╔══

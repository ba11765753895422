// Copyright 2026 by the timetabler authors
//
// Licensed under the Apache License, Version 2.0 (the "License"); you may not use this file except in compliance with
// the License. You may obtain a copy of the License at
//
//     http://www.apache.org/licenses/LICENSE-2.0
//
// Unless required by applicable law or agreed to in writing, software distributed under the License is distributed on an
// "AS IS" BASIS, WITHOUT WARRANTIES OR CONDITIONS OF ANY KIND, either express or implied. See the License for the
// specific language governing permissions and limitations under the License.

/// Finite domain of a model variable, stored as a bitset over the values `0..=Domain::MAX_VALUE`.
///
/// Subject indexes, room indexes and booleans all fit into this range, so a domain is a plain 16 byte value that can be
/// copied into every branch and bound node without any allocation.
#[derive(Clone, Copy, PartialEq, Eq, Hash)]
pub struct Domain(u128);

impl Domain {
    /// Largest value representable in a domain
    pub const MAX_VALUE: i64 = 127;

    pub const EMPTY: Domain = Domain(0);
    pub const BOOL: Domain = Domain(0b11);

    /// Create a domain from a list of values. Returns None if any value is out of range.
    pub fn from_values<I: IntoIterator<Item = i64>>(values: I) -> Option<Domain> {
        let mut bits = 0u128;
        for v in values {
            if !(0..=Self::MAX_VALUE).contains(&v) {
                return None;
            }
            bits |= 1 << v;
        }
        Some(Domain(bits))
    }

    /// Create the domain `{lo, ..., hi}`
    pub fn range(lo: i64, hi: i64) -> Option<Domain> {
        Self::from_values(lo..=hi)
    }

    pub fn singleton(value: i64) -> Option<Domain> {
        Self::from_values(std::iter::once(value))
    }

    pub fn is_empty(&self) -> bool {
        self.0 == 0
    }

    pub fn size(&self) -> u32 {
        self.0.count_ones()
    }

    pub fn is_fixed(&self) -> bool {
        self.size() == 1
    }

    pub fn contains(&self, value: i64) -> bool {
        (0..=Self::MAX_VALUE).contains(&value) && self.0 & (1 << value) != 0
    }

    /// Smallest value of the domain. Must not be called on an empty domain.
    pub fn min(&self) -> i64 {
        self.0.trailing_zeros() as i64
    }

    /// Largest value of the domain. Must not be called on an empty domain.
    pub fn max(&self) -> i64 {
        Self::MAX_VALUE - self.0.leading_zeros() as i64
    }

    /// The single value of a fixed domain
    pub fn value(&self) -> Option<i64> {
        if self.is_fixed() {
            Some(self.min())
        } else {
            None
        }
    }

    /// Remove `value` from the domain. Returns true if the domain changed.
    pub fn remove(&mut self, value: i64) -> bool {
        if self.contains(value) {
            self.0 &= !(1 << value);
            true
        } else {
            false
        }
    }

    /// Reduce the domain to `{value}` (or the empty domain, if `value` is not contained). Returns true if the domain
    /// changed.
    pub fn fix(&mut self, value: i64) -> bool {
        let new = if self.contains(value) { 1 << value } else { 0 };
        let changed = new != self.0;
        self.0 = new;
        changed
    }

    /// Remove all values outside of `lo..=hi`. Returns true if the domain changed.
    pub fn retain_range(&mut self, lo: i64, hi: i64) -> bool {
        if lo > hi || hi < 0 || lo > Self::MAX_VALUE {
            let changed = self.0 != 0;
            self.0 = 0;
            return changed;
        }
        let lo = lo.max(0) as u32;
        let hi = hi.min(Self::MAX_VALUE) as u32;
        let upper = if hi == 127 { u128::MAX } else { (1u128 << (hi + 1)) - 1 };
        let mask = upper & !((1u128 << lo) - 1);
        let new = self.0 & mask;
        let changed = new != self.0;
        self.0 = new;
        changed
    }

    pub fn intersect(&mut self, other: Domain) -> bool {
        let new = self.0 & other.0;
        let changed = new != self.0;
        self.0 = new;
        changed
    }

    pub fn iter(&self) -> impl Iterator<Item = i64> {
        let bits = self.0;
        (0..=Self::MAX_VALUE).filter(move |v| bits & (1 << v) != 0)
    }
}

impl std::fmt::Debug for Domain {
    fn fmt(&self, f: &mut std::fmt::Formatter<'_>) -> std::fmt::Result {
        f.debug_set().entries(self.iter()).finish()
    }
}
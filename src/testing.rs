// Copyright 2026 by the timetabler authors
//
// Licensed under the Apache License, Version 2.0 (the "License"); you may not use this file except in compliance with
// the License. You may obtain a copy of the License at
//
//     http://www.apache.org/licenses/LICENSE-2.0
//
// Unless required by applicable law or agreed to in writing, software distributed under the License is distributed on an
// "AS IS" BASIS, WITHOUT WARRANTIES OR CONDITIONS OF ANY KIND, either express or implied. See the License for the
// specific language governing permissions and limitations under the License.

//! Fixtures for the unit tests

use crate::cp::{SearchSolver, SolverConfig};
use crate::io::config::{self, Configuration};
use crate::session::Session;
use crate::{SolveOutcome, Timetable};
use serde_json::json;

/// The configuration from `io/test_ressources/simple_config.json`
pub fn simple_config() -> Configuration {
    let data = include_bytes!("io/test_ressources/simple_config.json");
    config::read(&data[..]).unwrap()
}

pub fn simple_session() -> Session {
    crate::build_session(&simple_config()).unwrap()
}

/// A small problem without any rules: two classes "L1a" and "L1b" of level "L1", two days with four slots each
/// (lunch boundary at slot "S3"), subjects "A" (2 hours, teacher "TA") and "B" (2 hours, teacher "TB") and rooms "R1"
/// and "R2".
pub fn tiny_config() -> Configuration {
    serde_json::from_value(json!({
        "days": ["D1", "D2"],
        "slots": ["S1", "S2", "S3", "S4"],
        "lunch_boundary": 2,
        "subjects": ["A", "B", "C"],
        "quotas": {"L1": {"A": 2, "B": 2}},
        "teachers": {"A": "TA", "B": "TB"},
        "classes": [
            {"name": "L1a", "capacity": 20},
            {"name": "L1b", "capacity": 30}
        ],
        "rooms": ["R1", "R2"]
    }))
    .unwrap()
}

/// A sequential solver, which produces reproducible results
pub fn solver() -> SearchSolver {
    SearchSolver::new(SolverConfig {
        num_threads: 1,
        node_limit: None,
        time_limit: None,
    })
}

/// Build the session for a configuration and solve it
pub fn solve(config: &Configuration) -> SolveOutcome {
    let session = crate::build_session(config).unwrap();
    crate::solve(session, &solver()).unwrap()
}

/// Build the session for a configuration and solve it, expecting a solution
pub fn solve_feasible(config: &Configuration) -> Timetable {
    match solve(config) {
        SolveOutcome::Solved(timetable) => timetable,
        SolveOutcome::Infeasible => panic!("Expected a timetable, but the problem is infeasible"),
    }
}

╚══

What you will do: Restate all of the material above exactly as written.

Exercise answer:
repository ba11765753895422
// Copyright 2026 by the timetabler authors
//
// Licensed under the Apache License, Version 2.0 (the "License"); you may not use this file except in compliance with
// the License. You may obtain a copy of the License at
//
//     http://www.apache.org/licenses/LICENSE-2.0
//
// Unless required by applicable law or agreed to in writing, software distributed under the License is distributed on an
// "AS IS" BASIS, WITHOUT WARRANTIES OR CONDITIONS OF ANY KIND, either express or implied. See the License for the
// specific language governing permissions and limitations under the License.

/// Finite domain of a model variable, stored as a bitset over the values `0..=Domain::MAX_VALUE`.
///
/// Subject indexes, room indexes and booleans all fit into this range, so a domain is a plain 16 byte value that can be
/// copied into every branch and bound node without any allocation.
#[derive(Clone, Copy, PartialEq, Eq, Hash)]
pub struct Domain(u128);

impl Domain {
    /// Largest value representable in a domain
    pub const MAX_VALUE: i64 = 127;

    pub const EMPTY: Domain = Domain(0);
    pub const BOOL: Domain = Domain(0b11);

    /// Create a domain from a list of values. Returns None if any value is out of range.
    pub fn from_values<I: IntoIterator<Item = i64>>(values: I) -> Option<Domain> {
        let mut bits = 0u128;
        for v in values {
            if !(0..=Self::MAX_VALUE).contains(&v) {
                return None;
            }
            bits |= 1 << v;
        }
        Some(Domain(bits))
    }

    /// Create the domain `{lo, ..., hi}`
    pub fn range(lo: i64, hi: i64) -> Option<Domain> {
        Self::from_values(lo..=hi)
    }

    pub fn singleton(value: i64) -> Option<Domain> {
        Self::from_values(std::iter::once(value))
    }

    pub fn is_empty(&self) -> bool {
        self.0 == 0
    }

    pub fn size(&self) -> u32 {
        self.0.count_ones()
    }

    pub fn is_fixed(&self) -> bool {
        self.size() == 1
    }

    pub fn contains(&self, value: i64) -> bool {
        (0..=Self::MAX_VALUE).contains(&value) && self.0 & (1 << value) != 0
    }

    /// Smallest value of the domain. Must not be called on an empty domain.
    pub fn min(&self) -> i64 {
        self.0.trailing_zeros() as i64
    }

    /// Largest value of the domain. Must not be called on an empty domain.
    pub fn max(&self) -> i64 {
        Self::MAX_VALUE - self.0.leading_zeros() as i64
    }

    /// The single value of a fixed domain
    pub fn value(&self) -> Option<i64> {
        if self.is_fixed() {
            Some(self.min())
        } else {
            None
        }
    }

    /// Remove `value` from the domain. Returns true if the domain changed.
    pub fn remove(&mut self, value: i64) -> bool {
        if self.contains(value) {
            self.0 &= !(1 << value);
            true
        } else {
            false
        }
    }

    /// Reduce the domain to `{value}` (or the empty domain, if `value` is not contained). Returns true if the domain
    /// changed.
    pub fn fix(&mut self, value: i64) -> bool {
        let new = if self.contains(value) { 1 << value } else { 0 };
        let changed = new != self.0;
        self.0 = new;
        changed
    }

    /// Remove all values outside of `lo..=hi`. Returns true if the domain changed.
    pub fn retain_range(&mut self, lo: i64, hi: i64) -> bool {
        if lo > hi || hi < 0 || lo > Self::MAX_VALUE {
            let changed = self.0 != 0;
            self.0 = 0;
            return changed;
        }
        let lo = lo.max(0) as u32;
        let hi = hi.min(Self::MAX_VALUE) as u32;
        let upper = if hi == 127 { u128::MAX } else { (1u128 << (hi + 1)) - 1 };
        let mask = upper & !((1u128 << lo) - 1);
        let new = self.0 & mask;
        let changed = new != self.0;
        self.0 = new;
        changed
    }

    pub fn intersect(&mut self, other: Domain) -> bool {
        let new = self.0 & other.0;
        let changed = new != self.0;
        self.0 = new;
        changed
    }

    pub fn iter(&self) -> impl Iterator<Item = i64> {
        let bits = self.0;
        (0..=Self::MAX_VALUE).filter(move |v| bits & (1 << v) != 0)
    }
}

impl std::fmt::Debug for Domain {
    fn fmt(&self, f: &mut std::fmt::Formatter<'_>) -> std::fmt::Result {
        f.debug_set().entries(self.iter()).finish()
    }
}
filename src/testing.rs
// Copyright 2026 by the timetabler authors
//
// Licensed under the Apache License, Version 2.0 (the "License"); you may not use this file except in compliance with
// the License. You may obtain a copy of the License at
//
//     http://www.apache.org/licenses/LICENSE-2.0
//
// Unless required by applicable law or agreed to in writing, software distributed under the License is distributed on an
// "AS IS" BASIS, WITHOUT WARRANTIES OR CONDITIONS OF ANY KIND, either express or implied. See the License for the
// specific language governing permissions and limitations under the License.

//! Fixtures for the unit tests

use crate::cp::{SearchSolver, SolverConfig};
use crate::io::config::{self, Configuration};
use crate::session::Session;
use crate::{SolveOutcome, Timetable};
use serde_json::json;

/// The configuration from `io/test_ressources/simple_config.json`
pub fn simple_config() -> Configuration {
    let data = include_bytes!("io/test_ressources/simple_config.json");
    config::read(&data[..]).unwrap()
}

pub fn simple_session() -> Session {
    crate::build_session(&simple_config()).unwrap()
}

/// A small problem without any rules: two classes "L1a" and "L1b" of level "L1", two days with four slots each
/// (lunch boundary at slot "S3"), subjects "A" (2 hours, teacher "TA") and "B" (2 hours, teacher "TB") and rooms "R1"
/// and "R2".
pub fn tiny_config() -> Configuration {
    serde_json::from_value(json!({
        "days": ["D1", "D2"],
        "slots": ["S1", "S2", "S3", "S4"],
        "lunch_boundary": 2,
        "subjects": ["A", "B", "C"],
        "quotas": {"L1": {"A": 2, "B": 2}},
        "teachers": {"A": "TA", "B": "TB"},
        "classes": [
            {"name": "L1a", "capacity": 20},
            {"name": "L1b", "capacity": 30}
        ],
        "rooms": ["R1", "R2"]
    }))
    .unwrap()
}

/// A sequential solver, which produces reproducible results
pub fn solver() -> SearchSolver {
    SearchSolver::new(SolverConfig {
        num_threads: 1,
        node_limit: None,
        time_limit: None,
    })
}

/// Build the session for a configuration and solve it
pub fn solve(config: &Configuration) -> SolveOutcome {
    let session = crate::build_session(config).unwrap();
    crate::solve(session, &solver()).unwrap()
}

/// Build the session for a configuration and solve it, expecting a solution
pub fn solve_feasible(config: &Configuration) -> Timetable {
    match solve(config) {
        SolveOutcome::Solved(timetable) => timetable,
        SolveOutcome::Infeasible => panic!("Expected a timetable, but the problem is infeasible"),
    }
}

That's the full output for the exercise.